→ **Your assignment**
The entries below must be returned exactly as they stand.

→ **Data for analysis**
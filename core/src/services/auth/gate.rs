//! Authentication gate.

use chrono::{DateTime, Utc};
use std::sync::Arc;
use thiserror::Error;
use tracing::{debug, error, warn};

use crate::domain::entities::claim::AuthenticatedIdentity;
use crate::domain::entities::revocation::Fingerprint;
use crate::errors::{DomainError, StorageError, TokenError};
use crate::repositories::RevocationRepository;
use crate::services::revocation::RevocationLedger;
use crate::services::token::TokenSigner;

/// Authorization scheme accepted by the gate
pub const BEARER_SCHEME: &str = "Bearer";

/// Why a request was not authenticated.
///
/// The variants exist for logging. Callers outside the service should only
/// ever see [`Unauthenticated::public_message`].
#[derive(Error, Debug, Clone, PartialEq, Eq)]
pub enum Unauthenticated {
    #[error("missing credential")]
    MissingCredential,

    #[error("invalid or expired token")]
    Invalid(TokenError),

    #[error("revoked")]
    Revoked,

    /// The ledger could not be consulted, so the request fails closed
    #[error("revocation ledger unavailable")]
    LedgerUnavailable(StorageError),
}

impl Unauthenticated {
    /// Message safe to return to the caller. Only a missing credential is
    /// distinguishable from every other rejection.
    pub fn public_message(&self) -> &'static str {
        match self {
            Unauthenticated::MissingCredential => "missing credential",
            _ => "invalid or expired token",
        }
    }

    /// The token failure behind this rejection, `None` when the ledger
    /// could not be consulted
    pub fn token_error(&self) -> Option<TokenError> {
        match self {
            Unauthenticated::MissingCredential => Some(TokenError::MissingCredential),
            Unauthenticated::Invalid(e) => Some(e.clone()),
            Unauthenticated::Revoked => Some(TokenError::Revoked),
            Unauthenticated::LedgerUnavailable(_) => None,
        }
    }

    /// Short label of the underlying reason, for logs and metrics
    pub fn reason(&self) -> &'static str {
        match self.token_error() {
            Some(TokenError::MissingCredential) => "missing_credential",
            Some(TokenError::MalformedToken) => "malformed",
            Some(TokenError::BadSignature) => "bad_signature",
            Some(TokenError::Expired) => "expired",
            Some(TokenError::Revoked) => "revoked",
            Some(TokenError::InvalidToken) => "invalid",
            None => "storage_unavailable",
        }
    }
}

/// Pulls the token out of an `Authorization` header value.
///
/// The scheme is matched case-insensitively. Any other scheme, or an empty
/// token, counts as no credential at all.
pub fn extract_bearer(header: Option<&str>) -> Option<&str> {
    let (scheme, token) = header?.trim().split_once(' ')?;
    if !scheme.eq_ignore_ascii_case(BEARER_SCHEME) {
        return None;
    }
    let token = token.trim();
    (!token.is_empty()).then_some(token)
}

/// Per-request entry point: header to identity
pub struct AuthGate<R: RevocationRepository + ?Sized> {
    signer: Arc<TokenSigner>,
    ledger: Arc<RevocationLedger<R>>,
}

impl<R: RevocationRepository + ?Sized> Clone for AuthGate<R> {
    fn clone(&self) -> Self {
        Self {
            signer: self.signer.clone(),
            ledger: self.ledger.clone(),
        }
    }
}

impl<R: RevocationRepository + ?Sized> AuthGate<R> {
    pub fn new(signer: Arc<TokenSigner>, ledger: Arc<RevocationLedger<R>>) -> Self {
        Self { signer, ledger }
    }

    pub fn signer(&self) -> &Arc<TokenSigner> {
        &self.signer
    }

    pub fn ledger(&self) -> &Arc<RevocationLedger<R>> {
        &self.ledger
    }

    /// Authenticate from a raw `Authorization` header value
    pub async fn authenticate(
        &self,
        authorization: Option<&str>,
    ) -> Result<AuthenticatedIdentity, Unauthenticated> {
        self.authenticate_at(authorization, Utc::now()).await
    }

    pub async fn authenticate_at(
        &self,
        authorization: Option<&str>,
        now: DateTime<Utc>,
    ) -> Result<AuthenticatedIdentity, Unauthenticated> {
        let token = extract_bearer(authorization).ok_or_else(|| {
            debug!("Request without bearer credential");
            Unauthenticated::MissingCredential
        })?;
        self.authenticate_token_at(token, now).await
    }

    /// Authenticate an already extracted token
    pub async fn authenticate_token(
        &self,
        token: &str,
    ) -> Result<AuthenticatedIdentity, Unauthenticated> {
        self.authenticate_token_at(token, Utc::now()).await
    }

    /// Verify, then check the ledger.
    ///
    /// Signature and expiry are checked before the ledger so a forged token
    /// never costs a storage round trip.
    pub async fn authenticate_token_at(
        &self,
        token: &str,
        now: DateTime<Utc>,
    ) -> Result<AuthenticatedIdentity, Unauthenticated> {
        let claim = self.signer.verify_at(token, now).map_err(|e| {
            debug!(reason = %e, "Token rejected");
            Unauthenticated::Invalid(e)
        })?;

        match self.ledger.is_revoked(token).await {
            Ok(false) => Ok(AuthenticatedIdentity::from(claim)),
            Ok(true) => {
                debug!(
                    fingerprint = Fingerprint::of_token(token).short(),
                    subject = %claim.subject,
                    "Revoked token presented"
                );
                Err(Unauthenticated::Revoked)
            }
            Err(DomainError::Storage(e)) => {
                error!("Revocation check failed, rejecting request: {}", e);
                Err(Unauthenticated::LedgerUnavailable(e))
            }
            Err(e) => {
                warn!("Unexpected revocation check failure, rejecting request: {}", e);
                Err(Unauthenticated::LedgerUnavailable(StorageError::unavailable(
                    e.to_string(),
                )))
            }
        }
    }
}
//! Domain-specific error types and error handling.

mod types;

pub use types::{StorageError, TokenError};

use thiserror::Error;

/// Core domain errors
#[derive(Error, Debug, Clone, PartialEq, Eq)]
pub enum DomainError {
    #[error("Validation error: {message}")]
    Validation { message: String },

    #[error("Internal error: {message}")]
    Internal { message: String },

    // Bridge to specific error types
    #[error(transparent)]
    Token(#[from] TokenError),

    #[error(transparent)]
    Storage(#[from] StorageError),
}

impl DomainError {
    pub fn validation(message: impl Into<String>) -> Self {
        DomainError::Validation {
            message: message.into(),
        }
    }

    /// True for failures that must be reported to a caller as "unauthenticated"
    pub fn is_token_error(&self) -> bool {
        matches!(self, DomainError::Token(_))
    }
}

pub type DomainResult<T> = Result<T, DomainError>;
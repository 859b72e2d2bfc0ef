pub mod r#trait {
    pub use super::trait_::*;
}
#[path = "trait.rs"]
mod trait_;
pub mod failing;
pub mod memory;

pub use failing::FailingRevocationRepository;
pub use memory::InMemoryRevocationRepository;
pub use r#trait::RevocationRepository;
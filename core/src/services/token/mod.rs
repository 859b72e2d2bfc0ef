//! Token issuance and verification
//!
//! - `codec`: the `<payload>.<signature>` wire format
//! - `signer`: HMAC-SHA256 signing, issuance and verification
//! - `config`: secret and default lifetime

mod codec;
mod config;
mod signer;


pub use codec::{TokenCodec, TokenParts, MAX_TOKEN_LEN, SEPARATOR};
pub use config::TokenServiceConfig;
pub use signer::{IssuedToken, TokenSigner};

→ **Written answer**
filename core/src/services/auth/gate.rs
//! Authentication gate.

use chrono::{DateTime, Utc};
use std::sync::Arc;
use thiserror::Error;
use tracing::{debug, error, warn};

use crate::domain::entities::claim::AuthenticatedIdentity;
use crate::domain::entities::revocation::Fingerprint;
use crate::errors::{DomainError, StorageError, TokenError};
use crate::repositories::RevocationRepository;
use crate::services::revocation::RevocationLedger;
use crate::services::token::TokenSigner;

/// Authorization scheme accepted by the gate
pub const BEARER_SCHEME: &str = "Bearer";

/// Why a request was not authenticated.
///
/// The variants exist for logging. Callers outside the service should only
/// ever see [`Unauthenticated::public_message`].
#[derive(Error, Debug, Clone, PartialEq, Eq)]
pub enum Unauthenticated {
    #[error("missing credential")]
    MissingCredential,

    #[error("invalid or expired token")]
    Invalid(TokenError),

    #[error("revoked")]
    Revoked,

    /// The ledger could not be consulted, so the request fails closed
    #[error("revocation ledger unavailable")]
    LedgerUnavailable(StorageError),
}

impl Unauthenticated {
    /// Message safe to return to the caller. Only a missing credential is
    /// distinguishable from every other rejection.
    pub fn public_message(&self) -> &'static str {
        match self {
            Unauthenticated::MissingCredential => "missing credential",
            _ => "invalid or expired token",
        }
    }

    /// The token failure behind this rejection, `None` when the ledger
    /// could not be consulted
    pub fn token_error(&self) -> Option<TokenError> {
        match self {
            Unauthenticated::MissingCredential => Some(TokenError::MissingCredential),
            Unauthenticated::Invalid(e) => Some(e.clone()),
            Unauthenticated::Revoked => Some(TokenError::Revoked),
            Unauthenticated::LedgerUnavailable(_) => None,
        }
    }

    /// Short label of the underlying reason, for logs and metrics
    pub fn reason(&self) -> &'static str {
        match self.token_error() {
            Some(TokenError::MissingCredential) => "missing_credential",
            Some(TokenError::MalformedToken) => "malformed",
            Some(TokenError::BadSignature) => "bad_signature",
            Some(TokenError::Expired) => "expired",
            Some(TokenError::Revoked) => "revoked",
            Some(TokenError::InvalidToken) => "invalid",
            None => "storage_unavailable",
        }
    }
}

/// Pulls the token out of an `Authorization` header value.
///
/// The scheme is matched case-insensitively. Any other scheme, or an empty
/// token, counts as no credential at all.
pub fn extract_bearer(header: Option<&str>) -> Option<&str> {
    let (scheme, token) = header?.trim().split_once(' ')?;
    if !scheme.eq_ignore_ascii_case(BEARER_SCHEME) {
        return None;
    }
    let token = token.trim();
    (!token.is_empty()).then_some(token)
}

/// Per-request entry point: header to identity
pub struct AuthGate<R: RevocationRepository + ?Sized> {
    signer: Arc<TokenSigner>,
    ledger: Arc<RevocationLedger<R>>,
}

impl<R: RevocationRepository + ?Sized> Clone for AuthGate<R> {
    fn clone(&self) -> Self {
        Self {
            signer: self.signer.clone(),
            ledger: self.ledger.clone(),
        }
    }
}

impl<R: RevocationRepository + ?Sized> AuthGate<R> {
    pub fn new(signer: Arc<TokenSigner>, ledger: Arc<RevocationLedger<R>>) -> Self {
        Self { signer, ledger }
    }

    pub fn signer(&self) -> &Arc<TokenSigner> {
        &self.signer
    }

    pub fn ledger(&self) -> &Arc<RevocationLedger<R>> {
        &self.ledger
    }

    /// Authenticate from a raw `Authorization` header value
    pub async fn authenticate(
        &self,
        authorization: Option<&str>,
    ) -> Result<AuthenticatedIdentity, Unauthenticated> {
        self.authenticate_at(authorization, Utc::now()).await
    }

    pub async fn authenticate_at(
        &self,
        authorization: Option<&str>,
        now: DateTime<Utc>,
    ) -> Result<AuthenticatedIdentity, Unauthenticated> {
        let token = extract_bearer(authorization).ok_or_else(|| {
            debug!("Request without bearer credential");
            Unauthenticated::MissingCredential
        })?;
        self.authenticate_token_at(token, now).await
    }

    /// Authenticate an already extracted token
    pub async fn authenticate_token(
        &self,
        token: &str,
    ) -> Result<AuthenticatedIdentity, Unauthenticated> {
        self.authenticate_token_at(token, Utc::now()).await
    }

    /// Verify, then check the ledger.
    ///
    /// Signature and expiry are checked before the ledger so a forged token
    /// never costs a storage round trip.
    pub async fn authenticate_token_at(
        &self,
        token: &str,
        now: DateTime<Utc>,
    ) -> Result<AuthenticatedIdentity, Unauthenticated> {
        let claim = self.signer.verify_at(token, now).map_err(|e| {
            debug!(reason = %e, "Token rejected");
            Unauthenticated::Invalid(e)
        })?;

        match self.ledger.is_revoked(token).await {
            Ok(false) => Ok(AuthenticatedIdentity::from(claim)),
            Ok(true) => {
                debug!(
                    fingerprint = Fingerprint::of_token(token).short(),
                    subject = %claim.subject,
                    "Revoked token presented"
                );
                Err(Unauthenticated::Revoked)
            }
            Err(DomainError::Storage(e)) => {
                error!("Revocation check failed, rejecting request: {}", e);
                Err(Unauthenticated::LedgerUnavailable(e))
            }
            Err(e) => {
                warn!("Unexpected revocation check failure, rejecting request: {}", e);
                Err(Unauthenticated::LedgerUnavailable(StorageError::unavailable(
                    e.to_string(),
                )))
            }
        }
    }
}
//! Domain-specific error types and error handling.

mod types;

pub use types::{StorageError, TokenError};

use thiserror::Error;

/// Core domain errors
#[derive(Error, Debug, Clone, PartialEq, Eq)]
pub enum DomainError {
    #[error("Validation error: {message}")]
    Validation { message: String },

    #[error("Internal error: {message}")]
    Internal { message: String },

    // Bridge to specific error types
    #[error(transparent)]
    Token(#[from] TokenError),

    #[error(transparent)]
    Storage(#[from] StorageError),
}

impl DomainError {
    pub fn validation(message: impl Into<String>) -> Self {
        DomainError::Validation {
            message: message.into(),
        }
    }

    /// True for failures that must be reported to a caller as "unauthenticated"
    pub fn is_token_error(&self) -> bool {
        matches!(self, DomainError::Token(_))
    }
}

pub type DomainResult<T> = Result<T, DomainError>;
repository 859b72e2d2bfc0ef
pub mod r#trait {
    pub use super::trait_::*;
}
#[path = "trait.rs"]
mod trait_;
pub mod failing;
pub mod memory;

pub use failing::FailingRevocationRepository;
pub use memory::InMemoryRevocationRepository;
pub use r#trait::RevocationRepository;
filename core/src/services/token/mod.rs
repository 859b72e2d2bfc0ef
//! Token issuance and verification
//!
//! - `codec`: the `<payload>.<signature>` wire format
//! - `signer`: HMAC-SHA256 signing, issuance and verification
//! - `config`: secret and default lifetime

mod codec;
mod config;
mod signer;


pub use codec::{TokenCodec, TokenParts, MAX_TOKEN_LEN, SEPARATOR};
pub use config::TokenServiceConfig;
pub use signer::{IssuedToken, TokenSigner};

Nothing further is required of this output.